== Exercise inputs ==
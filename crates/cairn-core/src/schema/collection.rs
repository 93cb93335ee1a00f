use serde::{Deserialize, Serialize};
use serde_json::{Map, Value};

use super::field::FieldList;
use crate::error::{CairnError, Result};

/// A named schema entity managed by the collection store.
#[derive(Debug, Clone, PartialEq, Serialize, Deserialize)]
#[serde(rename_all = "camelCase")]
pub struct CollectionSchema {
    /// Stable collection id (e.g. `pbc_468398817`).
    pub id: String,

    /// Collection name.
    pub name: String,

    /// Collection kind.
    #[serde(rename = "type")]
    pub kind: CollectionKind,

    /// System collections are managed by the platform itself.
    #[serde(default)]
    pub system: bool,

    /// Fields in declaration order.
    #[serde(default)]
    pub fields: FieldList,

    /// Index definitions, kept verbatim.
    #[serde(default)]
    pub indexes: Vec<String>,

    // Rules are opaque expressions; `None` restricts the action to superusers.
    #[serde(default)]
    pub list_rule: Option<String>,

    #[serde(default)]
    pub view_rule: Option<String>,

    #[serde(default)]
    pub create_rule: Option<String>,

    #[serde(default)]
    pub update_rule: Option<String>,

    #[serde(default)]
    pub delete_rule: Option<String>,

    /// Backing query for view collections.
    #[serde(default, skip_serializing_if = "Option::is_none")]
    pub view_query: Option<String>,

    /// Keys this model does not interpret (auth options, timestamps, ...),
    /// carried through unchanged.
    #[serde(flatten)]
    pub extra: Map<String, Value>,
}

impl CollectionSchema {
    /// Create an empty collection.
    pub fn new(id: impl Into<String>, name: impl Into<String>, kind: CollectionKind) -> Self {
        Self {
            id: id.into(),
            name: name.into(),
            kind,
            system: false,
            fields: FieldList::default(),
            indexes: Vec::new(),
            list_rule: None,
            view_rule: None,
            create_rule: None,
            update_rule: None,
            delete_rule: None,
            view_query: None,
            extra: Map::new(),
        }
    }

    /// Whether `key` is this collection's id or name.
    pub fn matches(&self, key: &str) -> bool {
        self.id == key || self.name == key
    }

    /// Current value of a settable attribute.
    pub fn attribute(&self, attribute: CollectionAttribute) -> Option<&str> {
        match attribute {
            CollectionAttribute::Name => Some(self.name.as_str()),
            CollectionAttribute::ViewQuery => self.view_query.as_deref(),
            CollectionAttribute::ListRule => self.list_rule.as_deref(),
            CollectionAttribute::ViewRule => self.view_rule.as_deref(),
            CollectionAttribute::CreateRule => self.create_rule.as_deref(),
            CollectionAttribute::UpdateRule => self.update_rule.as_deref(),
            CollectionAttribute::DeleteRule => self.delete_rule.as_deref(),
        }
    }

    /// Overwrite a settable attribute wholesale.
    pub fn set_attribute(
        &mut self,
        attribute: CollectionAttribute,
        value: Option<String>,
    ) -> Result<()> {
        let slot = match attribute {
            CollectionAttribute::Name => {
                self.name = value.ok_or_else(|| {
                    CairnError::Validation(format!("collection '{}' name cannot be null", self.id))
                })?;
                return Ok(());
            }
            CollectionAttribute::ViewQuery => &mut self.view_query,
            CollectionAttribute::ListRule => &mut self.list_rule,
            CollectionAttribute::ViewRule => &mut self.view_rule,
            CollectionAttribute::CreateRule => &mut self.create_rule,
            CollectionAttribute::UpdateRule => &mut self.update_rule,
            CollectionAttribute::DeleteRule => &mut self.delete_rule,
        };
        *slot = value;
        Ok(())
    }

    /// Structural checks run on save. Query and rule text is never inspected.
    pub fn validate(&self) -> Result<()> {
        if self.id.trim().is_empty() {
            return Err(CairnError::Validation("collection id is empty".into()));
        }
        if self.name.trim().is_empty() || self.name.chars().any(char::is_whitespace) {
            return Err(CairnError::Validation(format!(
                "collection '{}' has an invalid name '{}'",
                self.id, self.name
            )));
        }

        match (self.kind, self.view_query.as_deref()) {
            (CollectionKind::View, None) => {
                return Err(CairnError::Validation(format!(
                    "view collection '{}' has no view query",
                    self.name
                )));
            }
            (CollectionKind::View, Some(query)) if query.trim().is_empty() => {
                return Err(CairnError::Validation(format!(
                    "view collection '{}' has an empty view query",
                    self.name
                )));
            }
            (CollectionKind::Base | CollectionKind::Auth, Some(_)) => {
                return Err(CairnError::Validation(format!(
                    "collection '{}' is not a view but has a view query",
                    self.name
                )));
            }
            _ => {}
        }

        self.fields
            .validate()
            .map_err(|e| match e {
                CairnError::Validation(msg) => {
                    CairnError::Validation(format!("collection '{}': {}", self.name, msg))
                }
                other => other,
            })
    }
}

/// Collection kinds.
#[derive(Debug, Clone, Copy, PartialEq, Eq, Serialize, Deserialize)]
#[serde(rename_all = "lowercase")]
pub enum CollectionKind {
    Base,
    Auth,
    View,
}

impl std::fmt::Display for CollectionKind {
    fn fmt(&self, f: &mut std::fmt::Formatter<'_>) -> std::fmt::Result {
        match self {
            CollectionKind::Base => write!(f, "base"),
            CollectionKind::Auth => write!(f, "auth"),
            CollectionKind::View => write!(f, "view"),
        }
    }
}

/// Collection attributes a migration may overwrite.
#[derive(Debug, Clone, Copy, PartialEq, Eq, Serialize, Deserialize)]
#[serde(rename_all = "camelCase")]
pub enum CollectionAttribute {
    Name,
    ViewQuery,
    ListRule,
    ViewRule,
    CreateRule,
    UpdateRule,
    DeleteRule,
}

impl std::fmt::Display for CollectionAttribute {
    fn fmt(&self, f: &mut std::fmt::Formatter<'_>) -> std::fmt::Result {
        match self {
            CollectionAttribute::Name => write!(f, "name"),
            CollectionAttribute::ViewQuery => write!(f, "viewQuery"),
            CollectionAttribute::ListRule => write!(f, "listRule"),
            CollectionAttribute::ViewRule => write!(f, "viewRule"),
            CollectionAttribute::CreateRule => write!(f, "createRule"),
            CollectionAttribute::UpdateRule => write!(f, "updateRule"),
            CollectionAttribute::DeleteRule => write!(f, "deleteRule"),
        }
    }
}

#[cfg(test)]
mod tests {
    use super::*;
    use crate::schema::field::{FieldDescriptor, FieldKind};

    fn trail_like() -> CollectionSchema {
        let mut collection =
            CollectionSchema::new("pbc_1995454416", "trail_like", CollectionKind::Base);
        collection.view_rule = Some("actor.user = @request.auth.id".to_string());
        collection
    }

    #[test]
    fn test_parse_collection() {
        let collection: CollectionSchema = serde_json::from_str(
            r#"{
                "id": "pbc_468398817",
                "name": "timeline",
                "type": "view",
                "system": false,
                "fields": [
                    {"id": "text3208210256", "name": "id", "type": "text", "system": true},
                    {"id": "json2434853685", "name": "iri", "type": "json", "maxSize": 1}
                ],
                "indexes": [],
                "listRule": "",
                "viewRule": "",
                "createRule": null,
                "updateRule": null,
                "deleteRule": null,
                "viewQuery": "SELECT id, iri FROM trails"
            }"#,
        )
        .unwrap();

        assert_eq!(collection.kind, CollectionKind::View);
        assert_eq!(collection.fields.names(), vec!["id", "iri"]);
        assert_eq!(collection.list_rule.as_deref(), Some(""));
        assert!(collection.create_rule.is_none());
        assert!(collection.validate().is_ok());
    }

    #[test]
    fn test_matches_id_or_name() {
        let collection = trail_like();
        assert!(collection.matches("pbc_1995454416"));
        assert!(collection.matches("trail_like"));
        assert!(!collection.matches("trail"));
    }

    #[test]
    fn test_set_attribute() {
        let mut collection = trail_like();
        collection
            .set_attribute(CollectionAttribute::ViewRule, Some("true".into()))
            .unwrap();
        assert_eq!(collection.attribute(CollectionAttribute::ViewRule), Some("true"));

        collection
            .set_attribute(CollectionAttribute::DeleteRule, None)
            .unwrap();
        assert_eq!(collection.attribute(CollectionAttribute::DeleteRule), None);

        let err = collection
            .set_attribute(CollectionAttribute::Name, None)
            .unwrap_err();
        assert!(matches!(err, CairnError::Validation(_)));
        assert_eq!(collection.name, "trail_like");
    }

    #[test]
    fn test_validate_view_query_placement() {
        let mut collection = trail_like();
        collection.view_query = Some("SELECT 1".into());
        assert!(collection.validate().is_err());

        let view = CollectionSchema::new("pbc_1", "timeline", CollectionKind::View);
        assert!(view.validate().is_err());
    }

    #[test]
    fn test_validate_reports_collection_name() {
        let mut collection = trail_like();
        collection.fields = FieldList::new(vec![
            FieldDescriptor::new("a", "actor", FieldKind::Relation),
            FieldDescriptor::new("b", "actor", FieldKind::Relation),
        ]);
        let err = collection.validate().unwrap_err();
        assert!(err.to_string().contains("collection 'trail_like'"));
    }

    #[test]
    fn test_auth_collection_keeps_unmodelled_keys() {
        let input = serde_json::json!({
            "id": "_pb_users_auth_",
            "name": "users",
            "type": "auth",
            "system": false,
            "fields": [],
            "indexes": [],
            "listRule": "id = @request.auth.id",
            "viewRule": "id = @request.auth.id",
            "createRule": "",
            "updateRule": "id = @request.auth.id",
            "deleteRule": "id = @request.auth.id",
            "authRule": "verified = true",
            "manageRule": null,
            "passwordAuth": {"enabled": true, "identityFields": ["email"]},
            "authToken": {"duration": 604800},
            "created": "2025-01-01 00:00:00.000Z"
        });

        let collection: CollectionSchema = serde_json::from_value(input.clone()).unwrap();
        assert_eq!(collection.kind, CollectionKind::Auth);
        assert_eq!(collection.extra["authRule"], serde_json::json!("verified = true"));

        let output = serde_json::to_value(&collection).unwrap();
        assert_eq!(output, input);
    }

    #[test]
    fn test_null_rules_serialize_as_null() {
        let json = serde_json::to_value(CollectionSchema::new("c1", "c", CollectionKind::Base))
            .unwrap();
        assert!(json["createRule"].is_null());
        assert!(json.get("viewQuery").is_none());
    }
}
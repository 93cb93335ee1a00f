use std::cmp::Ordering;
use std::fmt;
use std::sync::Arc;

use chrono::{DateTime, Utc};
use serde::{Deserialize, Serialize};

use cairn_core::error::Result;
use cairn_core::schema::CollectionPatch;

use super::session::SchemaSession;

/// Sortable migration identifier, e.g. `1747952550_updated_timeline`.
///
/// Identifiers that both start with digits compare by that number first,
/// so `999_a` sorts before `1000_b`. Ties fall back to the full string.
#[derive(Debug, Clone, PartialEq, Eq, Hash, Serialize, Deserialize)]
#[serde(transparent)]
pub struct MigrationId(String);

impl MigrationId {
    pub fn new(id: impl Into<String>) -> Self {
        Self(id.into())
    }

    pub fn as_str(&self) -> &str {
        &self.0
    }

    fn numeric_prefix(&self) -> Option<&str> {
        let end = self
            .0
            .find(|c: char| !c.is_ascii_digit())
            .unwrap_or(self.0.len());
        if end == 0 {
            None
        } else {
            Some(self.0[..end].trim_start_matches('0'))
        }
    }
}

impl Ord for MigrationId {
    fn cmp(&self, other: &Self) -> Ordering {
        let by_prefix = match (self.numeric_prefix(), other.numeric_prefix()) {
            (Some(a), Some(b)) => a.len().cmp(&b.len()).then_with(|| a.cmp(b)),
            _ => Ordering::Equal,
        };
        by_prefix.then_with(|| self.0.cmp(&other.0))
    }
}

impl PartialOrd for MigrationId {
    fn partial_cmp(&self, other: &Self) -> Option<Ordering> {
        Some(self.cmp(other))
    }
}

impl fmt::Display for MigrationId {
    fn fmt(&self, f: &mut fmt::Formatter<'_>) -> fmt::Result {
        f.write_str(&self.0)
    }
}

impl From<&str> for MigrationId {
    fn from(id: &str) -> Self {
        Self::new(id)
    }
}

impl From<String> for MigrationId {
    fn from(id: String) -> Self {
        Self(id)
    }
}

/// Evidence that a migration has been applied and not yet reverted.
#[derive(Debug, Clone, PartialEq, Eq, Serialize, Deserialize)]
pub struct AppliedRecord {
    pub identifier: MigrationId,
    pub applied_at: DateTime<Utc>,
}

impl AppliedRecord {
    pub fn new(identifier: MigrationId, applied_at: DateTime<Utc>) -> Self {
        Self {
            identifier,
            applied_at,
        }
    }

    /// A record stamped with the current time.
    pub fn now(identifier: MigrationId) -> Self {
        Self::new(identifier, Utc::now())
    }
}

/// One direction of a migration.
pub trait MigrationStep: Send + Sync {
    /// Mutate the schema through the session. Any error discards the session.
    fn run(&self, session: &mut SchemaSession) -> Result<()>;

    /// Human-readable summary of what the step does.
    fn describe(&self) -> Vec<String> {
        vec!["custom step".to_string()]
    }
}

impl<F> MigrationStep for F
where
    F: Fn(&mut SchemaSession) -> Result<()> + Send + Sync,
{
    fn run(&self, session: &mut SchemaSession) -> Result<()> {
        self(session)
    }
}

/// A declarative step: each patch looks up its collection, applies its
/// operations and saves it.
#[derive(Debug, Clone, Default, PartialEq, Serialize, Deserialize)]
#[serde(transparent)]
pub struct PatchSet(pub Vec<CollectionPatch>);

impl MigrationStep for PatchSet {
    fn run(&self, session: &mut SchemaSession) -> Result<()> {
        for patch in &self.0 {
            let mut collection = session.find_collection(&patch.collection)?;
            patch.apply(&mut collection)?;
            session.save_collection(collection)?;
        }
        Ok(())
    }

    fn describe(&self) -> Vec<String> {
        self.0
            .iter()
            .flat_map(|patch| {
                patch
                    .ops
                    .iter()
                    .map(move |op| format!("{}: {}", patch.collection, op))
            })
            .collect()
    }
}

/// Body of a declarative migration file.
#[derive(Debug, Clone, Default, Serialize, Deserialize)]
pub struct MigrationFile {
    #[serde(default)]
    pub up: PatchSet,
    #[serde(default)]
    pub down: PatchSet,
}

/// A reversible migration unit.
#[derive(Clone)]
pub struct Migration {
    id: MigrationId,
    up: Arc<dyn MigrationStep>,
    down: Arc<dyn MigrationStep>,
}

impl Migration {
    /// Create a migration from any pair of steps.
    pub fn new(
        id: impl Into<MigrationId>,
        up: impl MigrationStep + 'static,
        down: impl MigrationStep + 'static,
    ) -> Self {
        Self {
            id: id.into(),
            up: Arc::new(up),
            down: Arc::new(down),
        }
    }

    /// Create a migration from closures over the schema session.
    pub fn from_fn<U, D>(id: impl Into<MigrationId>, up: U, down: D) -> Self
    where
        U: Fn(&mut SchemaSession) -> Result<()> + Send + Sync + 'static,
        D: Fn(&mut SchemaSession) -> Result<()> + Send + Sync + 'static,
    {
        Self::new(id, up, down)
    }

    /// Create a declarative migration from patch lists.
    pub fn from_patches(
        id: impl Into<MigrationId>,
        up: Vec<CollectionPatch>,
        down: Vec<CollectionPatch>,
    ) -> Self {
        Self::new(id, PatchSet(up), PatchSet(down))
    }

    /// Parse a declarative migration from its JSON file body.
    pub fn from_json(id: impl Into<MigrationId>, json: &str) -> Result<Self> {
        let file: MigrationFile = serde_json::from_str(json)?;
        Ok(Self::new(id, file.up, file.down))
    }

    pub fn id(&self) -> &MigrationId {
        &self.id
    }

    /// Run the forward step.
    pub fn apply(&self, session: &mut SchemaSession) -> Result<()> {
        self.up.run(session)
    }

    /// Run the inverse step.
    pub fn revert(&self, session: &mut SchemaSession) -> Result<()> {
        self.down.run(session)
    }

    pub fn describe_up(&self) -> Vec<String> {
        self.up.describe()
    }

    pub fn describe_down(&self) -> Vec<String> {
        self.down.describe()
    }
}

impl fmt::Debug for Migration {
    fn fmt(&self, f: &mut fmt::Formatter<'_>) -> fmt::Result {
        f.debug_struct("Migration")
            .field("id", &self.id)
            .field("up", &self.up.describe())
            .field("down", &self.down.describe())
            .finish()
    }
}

== Work instruction ==
Lines of the listing above that include the string "FieldList" should each be copied.

== Output of the exercise ==
use super::field::FieldList;
    pub fields: FieldList,
            fields: FieldList::default(),
        collection.fields = FieldList::new(vec![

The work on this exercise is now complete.